DATA -
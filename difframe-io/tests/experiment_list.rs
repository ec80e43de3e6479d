use std::path::PathBuf;
use std::sync::Arc;

use approx::assert_relative_eq;
use difframe_core::math::rotation_about;
use difframe_core::{
    Beam, Crystal, DetectorFactory, Goniometer, Mat3, Scan, ScanVarying, UnitCell, Vec3,
};
use difframe_io::{
    write_smv, Error, Experiment, ExperimentList, FormatOptions, ImageSet, InMemoryReader,
};
use ndarray::Array2;
use serde_json::{json, Value};
use tempfile::TempDir;

fn smv_sequence(dir: &TempDir, count: u16) -> Vec<PathBuf> {
    let records = [
        ("PIXEL_SIZE", "0.1".to_string()),
        ("DISTANCE", "150.0".to_string()),
        ("WAVELENGTH", "1.54".to_string()),
        ("BEAM_CENTER_X", "0.5".to_string()),
        ("BEAM_CENTER_Y", "0.5".to_string()),
        ("OSC_START", "0.0".to_string()),
        ("OSC_RANGE", "0.2".to_string()),
    ];
    (1..=count)
        .map(|i| {
            let path = dir.path().join(format!("trypsin_{i:04}.img"));
            let pixels: Vec<u16> = (0..100).map(|p| (p * 7 + i) % 1000).collect();
            write_smv(&path, &records, (10, 10), &pixels).unwrap();
            path
        })
        .collect()
}

fn crystal(a: f64) -> Crystal {
    let cell = UnitCell::new(a, 58.0, 67.0, 90.0, 90.0, 90.0).unwrap();
    Crystal::new(Mat3::identity(), cell, "P 21 21 21").unwrap()
}

fn in_memory_set(frames: usize, scan: (i32, i32)) -> Arc<ImageSet> {
    let detector =
        DetectorFactory::simple(100.0, (0.5, 0.5), "+x", "-y", (0.1, 0.1), (10, 10), (0.0, 1e6))
            .unwrap();
    let mut reader = InMemoryReader::new(detector)
        .with_beam(Beam::simple(0.9).unwrap())
        .with_goniometer(Goniometer::new(Vec3::x()).unwrap())
        .with_scan(Scan::new(scan, (0.0, 1.0)).unwrap());
    for _ in 0..frames {
        reader.push_frame(&[Array2::zeros((10, 10))]).unwrap();
    }
    Arc::new(ImageSet::new(Arc::new(reader)).unwrap())
}

#[test]
fn test_scan_longer_than_imageset_is_inconsistent() {
    let set = in_memory_set(99, (1, 100));
    let result = Experiment::from_imageset("short", set).build();
    assert!(matches!(result, Err(Error::InconsistentExperiment(_))));
}

#[test]
fn test_fixed_beam_across_scan() {
    let set = in_memory_set(10, (1, 10));
    let experiment = Experiment::from_imageset("fixed", set).build().unwrap();
    let beam = experiment.get_beam(5.0).unwrap().unwrap();
    assert_relative_eq!(beam.wavelength(), 0.9);
    assert_eq!(experiment.get_beam(1.0).unwrap(), experiment.get_beam(10.0).unwrap());
    assert!(matches!(
        experiment.get_beam(11.0),
        Err(Error::Core(difframe_core::Error::IndexOutOfRange { .. }))
    ));

    let rotation = experiment.setting_rotation(3.5).unwrap().unwrap();
    let expected = Goniometer::new(Vec3::x()).unwrap().rotation_at_angle(2.5);
    assert_relative_eq!(rotation, expected, epsilon = 1e-12);
}

#[test]
fn test_frames_in_scan_range_succeed() {
    let set = in_memory_set(5, (11, 15));
    let experiment = Experiment::from_imageset("range", Arc::clone(&set)).build().unwrap();
    let (first, last) = experiment.scan().unwrap().image_range();
    for image in first..=last {
        let frame = experiment.imageset().unwrap().frame_for_image(image).unwrap();
        assert_eq!(frame.image, image);
    }
}

#[test]
fn test_scan_varying_crystal_interpolated() {
    let set = in_memory_set(4, (1, 4));
    let samples = (0..5).map(|k| crystal(50.0 + f64::from(k))).collect();
    let experiment = Experiment::from_imageset("sv", set)
        .crystal(Arc::new(ScanVarying::sampled(samples).unwrap()))
        .build()
        .unwrap();
    let halfway = experiment.get_crystal(2.5).unwrap().unwrap();
    assert_relative_eq!(halfway.unit_cell().parameters()[0], 51.5, epsilon = 0.01);
    assert!(experiment.get_crystal(0.5).is_err());
}

#[test]
fn test_json_round_trip_reopens_shared_imagesets() {
    let dir = TempDir::new().unwrap();
    let paths = smv_sequence(&dir, 6);
    let full = ImageSet::open(&paths, &FormatOptions::default()).unwrap();
    let sweep = Arc::new(full.subset(2..5).unwrap());

    let mut list = ExperimentList::new();
    for (id, a) in [("lattice-1", 54.0), ("lattice-2", 61.0)] {
        let experiment = Experiment::from_imageset(id, Arc::clone(&sweep))
            .crystal(Arc::new(ScanVarying::Fixed(crystal(a))))
            .build()
            .unwrap();
        list.append(experiment).unwrap();
    }
    assert_eq!(list.imagesets().len(), 1);

    let json = list.to_json().unwrap();
    let path = dir.path().join("experiments.json");
    std::fs::write(&path, &json).unwrap();
    let restored = ExperimentList::from_file(&path, true).unwrap();

    assert_eq!(restored.identifiers(), vec!["lattice-1", "lattice-2"]);
    let set = restored[0].imageset().unwrap();
    assert!(Arc::ptr_eq(set, restored[1].imageset().unwrap()));
    assert!(Arc::ptr_eq(set.detector(), restored[1].detector().unwrap()));
    assert!(Arc::ptr_eq(restored[0].beam().unwrap(), restored[1].beam().unwrap()));
    assert_eq!(restored.crystals().len(), 2);
    assert_eq!(set.reader_indices(), &[2, 3, 4]);
    assert_eq!(set.scan().unwrap().image_range(), (3, 5));

    let original = sweep.frame_for_image(4).unwrap();
    let reopened = set.frame_for_image(4).unwrap();
    assert_eq!(original.data, reopened.data);
    assert_eq!(original.mask, reopened.mask);

    let models_only = ExperimentList::from_json(&json, false).unwrap();
    assert!(models_only[0].imageset().is_none());
    assert_eq!(**models_only[1].scan().unwrap(), **list[1].scan().unwrap());
}

#[test]
fn test_append_requires_shared_models_for_one_imageset() {
    let set = in_memory_set(3, (1, 3));
    let mut list = ExperimentList::new();
    list.append(Experiment::from_imageset("a", Arc::clone(&set)).build().unwrap())
        .unwrap();

    let separate_scan = Arc::new((**set.scan().unwrap()).clone());
    let b = Experiment::from_imageset("b", Arc::clone(&set))
        .scan(separate_scan)
        .build()
        .unwrap();
    assert!(matches!(list.append(b), Err(Error::InconsistentExperiment(_))));
    assert_eq!(list.len(), 1);

    let other = in_memory_set(3, (1, 3));
    list.append(Experiment::from_imageset("c", other).build().unwrap())
        .unwrap();
    assert_eq!(list.detectors().len(), 2);
}

#[test]
fn test_crystal_that_fails_to_interpolate_is_an_error() {
    let set = in_memory_set(3, (1, 3));
    let cell = UnitCell::new(40.0, 40.0, 40.0, 90.0, 90.0, 90.0).unwrap();
    let flipped = Crystal::new(rotation_about(&Vec3::z(), 180.0), cell, "P 1").unwrap();
    let samples = vec![
        Crystal::new(Mat3::identity(), cell, "P 1").unwrap(),
        flipped.clone(),
        flipped,
    ];
    let experiment = Experiment::from_imageset("flip", set)
        .crystal(Arc::new(ScanVarying::sampled(samples).unwrap()))
        .build()
        .unwrap();
    assert!(experiment.get_crystal(1.0).is_ok());
    assert!(matches!(
        experiment.get_crystal(1.5),
        Err(Error::Core(difframe_core::Error::InvalidModel(_)))
    ));
    assert!(experiment.get_crystal(2.5).is_ok());
}

fn edited_list_json(edit: impl FnOnce(&mut Value)) -> String {
    let mut list = ExperimentList::new();
    let experiment = Experiment::from_imageset("edit", in_memory_set(4, (1, 4)))
        .crystal(Arc::new(ScanVarying::Fixed(crystal(52.0))))
        .build()
        .unwrap();
    list.append(experiment).unwrap();
    let mut document: Value = serde_json::from_str(&list.to_json().unwrap()).unwrap();
    edit(&mut document);
    document.to_string()
}

#[test]
fn test_from_json_rejects_invalid_models() {
    let untouched = edited_list_json(|_| {});
    assert_eq!(ExperimentList::from_json(&untouched, false).unwrap().len(), 1);

    let edits: Vec<Box<dyn FnOnce(&mut Value)>> = vec![
        Box::new(|doc| doc["beams"][0]["Fixed"]["wavelength"] = json!(-2.0)),
        Box::new(|doc| doc["scans"][0]["image_range"] = json!([3, 1])),
        Box::new(|doc| doc["scans"][0]["width_overrides"] = json!([])),
        Box::new(|doc| doc["scans"][0]["exposure_times"] = json!([0.1, 0.2])),
        Box::new(|doc| doc["goniometers"][0]["axes"] = json!([])),
        Box::new(|doc| doc["goniometers"][0]["scan_axis"] = json!(3)),
        Box::new(|doc| doc["crystals"][0] = json!({ "Sampled": [] })),
        Box::new(|doc| {
            doc["crystals"][0]["Fixed"]["unit_cell"] = json!([0.0, 1.0, 1.0, 90.0, 90.0, 90.0]);
        }),
    ];
    for edit in edits {
        let json = edited_list_json(edit);
        assert!(
            matches!(ExperimentList::from_json(&json, false), Err(Error::Json(_))),
            "accepted {json}"
        );
    }
}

HOW TO COMPLETE THIS TASK -
Filter the records above down to the lines that hold the string "InMemoryReader".

FINISHED EXERCISE -
    write_smv, Error, Experiment, ExperimentList, FormatOptions, ImageSet, InMemoryReader,
    let mut reader = InMemoryReader::new(detector)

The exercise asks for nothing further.